El autor y director revela detalles de su obra más reciente, «Baco polaco», con funciones en el Teatro Sarmiento. Y reflexiona sobre el odio y el resentimiento tan extendidos en la sociedad actual y asegura que el teatro es un refugio contra ellos.
Texto: Sandra Commisso. Fotos: Carlos Furman – Prensa CTBA.
Con una nueva obra recién estrenada, Baco polaco, en el Teatro Sarmiento (del Complejo Teatral Buenos Aires) y otra, La vis cómica, que va por su sexta temporada en el Centro Cultural de la Cooperación, Mauricio Kartun, el gran referente de la escena argentina contemporánea, habla sobre su trabajo y reflexiona sobre el rol que cumple el teatro en la sociedad actual.
En Baco polaco, Kartun remite directamente a Las bacantes, de Eurípides y traslada el mito griego a un pueblo pampeano en la década de 1930. La tragedia se asomará lenta e inevitablemente en ese mundo polvoriento y olvidado que transitan los personajes, con la contundencia que impone el destino, atravesados por la inercia y el resentimiento. El elenco de Baco polaco lo integran Aníbal Gulluni, Paloma Zaremba, Soledad Bautista, José Mehrez, Luciana Dulitzky y Nahuel Monasterio.

-¿De dónde surge la primera imagen o idea que une a estos dos universos: el mito griego y el escenario pampeano?
-Surge de una imagen de una vulgaridad casi vergonzante: la de un elenco, hace 20 años, comiendo después de una función, con varias botellas de vino, juramentándose seguir trabajando juntos.
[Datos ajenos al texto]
//! Negation normalization.
//!
//! Runs between lowering and emission so the emitter only ever sees a `NOT`
//! in a position where wrapping its child in parentheses is correct:
//!
//! - `NOT NOT x` collapses to `x`, at any depth
//! - `NOT true` / `NOT false` fold to the opposite constant
//! - `(NOT a) = b` becomes `NOT (a = b)`; `(NOT a) = (NOT b)` becomes `a = b`
//!   (same for `<>`)
//! - operands of `AND` / `OR` keep their own negation, so `NOT a OR b` never
//!   turns into `NOT (a OR b)`

use crate::ast::{Node, OperationNode, SingleOperationNode, SingleOperator, ValueNode};
use crate::expr::BinaryOp;
use crate::value::Value;

/// Normalize all negations in `node`.
pub fn normalize(node: Node) -> Node {
    match node {
        Node::SingleOperation(SingleOperationNode {
            operator: SingleOperator::Not,
            child,
        }) => negate(normalize(*child)),
        Node::Operation(OperationNode {
            left,
            operator,
            right,
        }) => {
            let left = normalize(*left);
            let right = normalize(*right);
            if matches!(operator, BinaryOp::Equal | BinaryOp::NotEqual) {
                hoist_negation(left, operator, right)
            } else {
                Node::operation(left, operator, right)
            }
        }
        leaf => leaf,
    }
}

/// Negate an already normalized node.
fn negate(node: Node) -> Node {
    match split_negation(node) {
        Ok(inner) => inner,
        Err(Node::Value(ValueNode {
            value: Value::Bool(b),
        })) => Node::value(!b),
        Err(other) => Node::not(other),
    }
}

fn hoist_negation(left: Node, operator: BinaryOp, right: Node) -> Node {
    match (split_negation(left), split_negation(right)) {
        (Ok(l), Ok(r)) => Node::operation(l, operator, r),
        (Ok(l), Err(r)) | (Err(l), Ok(r)) => negate(Node::operation(l, operator, r)),
        (Err(l), Err(r)) => Node::operation(l, operator, r),
    }
}

/// `Ok(child)` for a `NOT child` node, `Err(node)` otherwise.
fn split_negation(node: Node) -> Result<Node, Node> {
    match node {
        Node::SingleOperation(SingleOperationNode {
            operator: SingleOperator::Not,
            child,
        }) => Ok(*child),
        other => Err(other),
    }
}
//! Microsoft SQL Server.

use super::ident::{self, QuoteStyle};
use super::{InsertRow, QueryParts, SqlAdapter, insert_values, join_clauses};

/// Bracket quoting on every identifier, `@name` placeholders,
/// `OFFSET .. FETCH NEXT` paging and `OUTPUT INSERTED` output.
#[derive(Debug, Clone, Copy, Default)]
pub struct SqlServerAdapter;

impl SqlAdapter for SqlServerAdapter {
    fn name(&self) -> &'static str {
        "sqlserver"
    }

    fn quote_table(&self, name: &str) -> String {
        ident::quote(name, QuoteStyle::BRACKET)
    }

    fn quote_column(&self, name: &str) -> String {
        ident::quote(name, QuoteStyle::BRACKET)
    }

    fn pagination(&self, page_size: Option<u64>, page_index: u64) -> Option<String> {
        match (page_size, page_index) {
            (None, 0) => None,
            (Some(size), offset) => Some(format!(
                "OFFSET {offset} ROWS FETCH NEXT {size} ROWS ONLY"
            )),
            (None, offset) => Some(format!("OFFSET {offset} ROWS")),
        }
    }

    /// `OFFSET` requires an `ORDER BY`; a neutral one is supplied when the
    /// query has none.
    fn query_string(&self, parts: &QueryParts<'_>) -> String {
        let select = format!("SELECT {} FROM {}", parts.selection, parts.source);
        let page = self.pagination(parts.page_size, parts.page_index);
        let order = match (&page, parts.order.is_empty()) {
            (Some(_), true) => "ORDER BY (SELECT NULL)",
            _ => parts.order,
        };
        join_clauses(&[
            select.as_str(),
            parts.conditions,
            parts.grouping,
            parts.having,
            order,
            page.as_deref().unwrap_or(""),
        ])
    }

    fn insert_command(&self, table: &str, rows: &[InsertRow], output: &[String]) -> String {
        if output.is_empty() {
            return insert_values(self, table, rows, None);
        }
        let inserted: Vec<String> = output
            .iter()
            .map(|c| format!("INSERTED.{}", self.quote_column(c)))
            .collect();
        let clause = format!("OUTPUT {}", inserted.join(", "));
        insert_values(self, table, rows, Some(&clause))
    }
}

#[cfg(test)]
mod tests {
    use super::*;

    #[test]
    fn every_identifier_is_bracketed() {
        assert_eq!(SqlServerAdapter.field("Users", "Id"), "[Users].[Id]");
        assert_eq!(SqlServerAdapter.quote_table("dbo.Users"), "[dbo].[Users]");
    }

    #[test]
    fn paging_without_order_gets_neutral_order() {
        let sql = SqlServerAdapter.query_string(&QueryParts {
            selection: "[Users].*",
            source: "[Users]",
            page_size: Some(10),
            page_index: 20,
            ..QueryParts::default()
        });
        assert_eq!(
            sql,
            "SELECT [Users].* FROM [Users] ORDER BY (SELECT NULL) OFFSET 20 ROWS FETCH NEXT 10 ROWS ONLY"
        );
    }

    #[test]
    fn insert_output_inserted() {
        let rows = vec![vec![("Email".to_string(), "@Param1".to_string())]];
        assert_eq!(
            SqlServerAdapter.insert_command("[Users]", &rows, &["Id".to_string()]),
            "INSERT INTO [Users] ([Email]) OUTPUT INSERTED.[Id] VALUES (@Param1)"
        );
    }
}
Era el elenco de La Madonnita, la primera obra que yo dirigí y en esas cenas pantagruélicas, nos empezamos a jurar amor eterno y a proponernos seguir trabajando juntos. Y como había aparecido un festival de teatro griego en el Konex, todos se entusiasmaron con que hiciera la adaptación de algún clásico y lo presentara. En casa, pensé en qué presentar y con un libro que me gusta muchísimo que se llama El manjar de los dioses de Jan Kott, sobre tragedia griega, encontré referencias muy perturbadoras a las bacanales, Dionisos, Eurípides y las bacantes. Entonces hice un ejercicio que suelo practicar: hacer una conversión de norma rápida de ese argumento y pasarlo a un universo que yo conozco, en este caso, La Pampa, un pueblito y adaptándolo a los actores y actrices que estaban en ese momento en la cena.
-¿Qué pasó en ese festival?
-No nos eligieron. Se ve que tenía que esperar un tiempo el material. Y quedó ahí dando vueltas. Siempre digo que las imágenes son okupas. Vos dejaste una ventana abierta, entraron y, como las fantasías, una vez que entraron, no se van. Bueno, esas imágenes hicieron tanta presión que finalmente terminé escribiendo Baco polaco.
-La obra resuena con algunos temas muy actuales, como la idea del resentimiento, la violencia de género, entre otros. ¿Eso surge de unir la vigencia de los clásicos griegos con tu gran poder de observación?
-Cuando escribí este material no tenía referencias cercanas de ciertos temas. Por ejemplo, de una persona ganada y dañada por el resentimiento y el odio, alguien que daña porque fue dañado. En la política contemporánea comenzaron a pulular personajes en los que uno descubre esa matriz del odio generado por un daño, a lo que normalmente en la calle se lo denomina como «gente rota». Con esa energía dañina muy perturbadora de estos personajes empecé a entender a Penteo, aquel personaje que había escrito hace veinte años y también, a la par, a descubrir que ese personaje estaba presente en la Historia. Por nombrar al más estruendoso, por ejemplo, Hitler, que se podría decir que era un chico roto. Investigando sobre Goebbels, uno de sus ministros, descubrí que era un dramaturgo frustrado, que tenía dos o tres obras escritas que nunca se las había querido hacer nadie. Y para poder estrenarlas había impulsado una campaña de teatro nacionalista en Berlín. El también era un roto, un dañado.
-El problema es cuando esos personajes rotos adquieren poder…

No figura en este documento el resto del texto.